+++ Supplied records

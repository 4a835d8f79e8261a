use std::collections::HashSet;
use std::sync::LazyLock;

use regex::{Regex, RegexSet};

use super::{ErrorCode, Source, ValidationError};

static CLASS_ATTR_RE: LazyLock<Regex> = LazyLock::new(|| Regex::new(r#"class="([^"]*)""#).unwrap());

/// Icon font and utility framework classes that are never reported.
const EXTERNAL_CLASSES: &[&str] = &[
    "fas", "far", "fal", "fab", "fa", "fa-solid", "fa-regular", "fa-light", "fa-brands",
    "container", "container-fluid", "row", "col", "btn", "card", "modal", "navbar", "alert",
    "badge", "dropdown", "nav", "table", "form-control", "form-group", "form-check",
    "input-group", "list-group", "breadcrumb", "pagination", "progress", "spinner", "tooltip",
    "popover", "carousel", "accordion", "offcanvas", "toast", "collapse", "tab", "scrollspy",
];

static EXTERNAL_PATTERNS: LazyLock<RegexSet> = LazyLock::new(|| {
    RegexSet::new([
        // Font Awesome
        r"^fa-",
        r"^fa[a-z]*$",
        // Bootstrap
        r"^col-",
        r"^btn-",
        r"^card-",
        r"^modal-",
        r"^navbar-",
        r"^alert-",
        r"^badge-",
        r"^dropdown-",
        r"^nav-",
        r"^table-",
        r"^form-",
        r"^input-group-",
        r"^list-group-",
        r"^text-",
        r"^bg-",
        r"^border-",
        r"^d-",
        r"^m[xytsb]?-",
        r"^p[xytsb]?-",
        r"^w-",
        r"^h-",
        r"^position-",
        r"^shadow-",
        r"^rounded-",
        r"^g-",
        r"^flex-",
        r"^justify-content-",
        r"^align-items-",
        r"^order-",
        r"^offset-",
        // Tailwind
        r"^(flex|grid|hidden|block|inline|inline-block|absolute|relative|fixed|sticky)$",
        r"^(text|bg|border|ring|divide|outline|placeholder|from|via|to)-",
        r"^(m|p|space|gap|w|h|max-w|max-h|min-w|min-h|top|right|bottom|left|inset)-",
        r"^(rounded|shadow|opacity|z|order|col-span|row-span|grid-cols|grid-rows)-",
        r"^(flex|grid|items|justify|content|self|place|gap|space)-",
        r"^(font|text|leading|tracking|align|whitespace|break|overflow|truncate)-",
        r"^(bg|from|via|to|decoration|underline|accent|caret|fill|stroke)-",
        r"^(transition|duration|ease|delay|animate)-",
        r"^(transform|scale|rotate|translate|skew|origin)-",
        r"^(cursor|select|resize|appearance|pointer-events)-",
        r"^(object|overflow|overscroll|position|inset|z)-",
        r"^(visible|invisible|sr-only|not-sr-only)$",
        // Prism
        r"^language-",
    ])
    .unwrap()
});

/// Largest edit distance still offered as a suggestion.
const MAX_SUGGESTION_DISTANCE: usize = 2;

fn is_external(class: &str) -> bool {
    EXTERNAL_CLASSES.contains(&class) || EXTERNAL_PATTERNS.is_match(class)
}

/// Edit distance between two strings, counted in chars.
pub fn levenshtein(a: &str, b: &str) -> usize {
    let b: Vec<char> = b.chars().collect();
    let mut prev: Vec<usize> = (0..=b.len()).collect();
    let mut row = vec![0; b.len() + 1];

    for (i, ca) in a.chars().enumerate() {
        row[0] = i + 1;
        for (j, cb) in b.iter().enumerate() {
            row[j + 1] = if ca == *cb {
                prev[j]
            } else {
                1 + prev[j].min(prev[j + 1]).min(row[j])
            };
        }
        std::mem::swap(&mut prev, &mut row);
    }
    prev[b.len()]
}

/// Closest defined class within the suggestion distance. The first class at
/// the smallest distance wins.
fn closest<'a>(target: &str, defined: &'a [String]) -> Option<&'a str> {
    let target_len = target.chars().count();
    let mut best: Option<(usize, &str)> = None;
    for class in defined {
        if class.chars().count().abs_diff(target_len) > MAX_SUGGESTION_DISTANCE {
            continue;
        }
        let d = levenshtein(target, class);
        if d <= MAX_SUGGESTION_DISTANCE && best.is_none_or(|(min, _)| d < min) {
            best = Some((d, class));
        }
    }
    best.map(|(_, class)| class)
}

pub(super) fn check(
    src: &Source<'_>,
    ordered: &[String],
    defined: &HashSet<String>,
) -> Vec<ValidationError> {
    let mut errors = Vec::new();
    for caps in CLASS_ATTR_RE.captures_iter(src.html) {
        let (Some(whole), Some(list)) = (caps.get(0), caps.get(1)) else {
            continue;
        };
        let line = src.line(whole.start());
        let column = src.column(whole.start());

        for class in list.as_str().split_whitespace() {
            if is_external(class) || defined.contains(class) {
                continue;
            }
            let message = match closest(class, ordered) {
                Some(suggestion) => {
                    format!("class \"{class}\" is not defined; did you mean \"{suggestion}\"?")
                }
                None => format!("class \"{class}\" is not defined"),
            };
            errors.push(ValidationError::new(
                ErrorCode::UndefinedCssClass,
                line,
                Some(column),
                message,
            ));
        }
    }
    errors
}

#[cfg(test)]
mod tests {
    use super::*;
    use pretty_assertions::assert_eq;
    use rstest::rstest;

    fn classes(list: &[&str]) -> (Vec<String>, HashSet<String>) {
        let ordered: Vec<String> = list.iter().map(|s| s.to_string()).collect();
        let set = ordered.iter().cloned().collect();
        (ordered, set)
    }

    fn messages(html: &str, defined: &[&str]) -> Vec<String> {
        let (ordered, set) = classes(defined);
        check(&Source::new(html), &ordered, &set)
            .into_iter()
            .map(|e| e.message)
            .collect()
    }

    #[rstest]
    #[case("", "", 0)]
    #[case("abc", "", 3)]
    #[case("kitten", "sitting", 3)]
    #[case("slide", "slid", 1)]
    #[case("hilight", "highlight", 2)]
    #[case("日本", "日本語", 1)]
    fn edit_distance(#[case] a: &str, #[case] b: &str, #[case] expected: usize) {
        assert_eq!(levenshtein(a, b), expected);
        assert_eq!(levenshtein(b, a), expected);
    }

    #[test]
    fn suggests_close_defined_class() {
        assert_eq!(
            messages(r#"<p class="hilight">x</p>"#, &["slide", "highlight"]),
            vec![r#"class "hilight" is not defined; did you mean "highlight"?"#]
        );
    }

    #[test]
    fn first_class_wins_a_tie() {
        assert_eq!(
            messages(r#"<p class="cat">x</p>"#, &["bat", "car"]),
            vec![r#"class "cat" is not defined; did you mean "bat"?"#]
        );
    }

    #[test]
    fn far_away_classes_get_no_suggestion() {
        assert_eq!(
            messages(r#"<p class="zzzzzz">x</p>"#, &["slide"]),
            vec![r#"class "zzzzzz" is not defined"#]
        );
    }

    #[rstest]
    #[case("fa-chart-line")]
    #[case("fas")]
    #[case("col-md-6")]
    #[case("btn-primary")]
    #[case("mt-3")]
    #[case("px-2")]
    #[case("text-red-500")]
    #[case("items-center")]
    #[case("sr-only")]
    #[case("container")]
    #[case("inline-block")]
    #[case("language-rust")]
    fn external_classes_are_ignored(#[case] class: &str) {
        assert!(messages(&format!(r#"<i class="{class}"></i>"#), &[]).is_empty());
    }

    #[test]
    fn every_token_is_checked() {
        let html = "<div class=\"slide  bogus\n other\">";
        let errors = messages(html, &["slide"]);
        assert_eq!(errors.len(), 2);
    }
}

++++++

* **Exercise goal**:
Using the data above, reproduce exactly the lines between those holding "use std::sync::LazyLock;" and "const EXTERNAL_CLASSES: &[&str]", inclusive, and no others.

* **Answer to this problem**:
use std::sync::LazyLock;

use regex::{Regex, RegexSet};

use super::{ErrorCode, Source, ValidationError};

static CLASS_ATTR_RE: LazyLock<Regex> = LazyLock::new(|| Regex::new(r#"class="([^"]*)""#).unwrap());

/// Icon font and utility framework classes that are never reported.
const EXTERNAL_CLASSES: &[&str] = &[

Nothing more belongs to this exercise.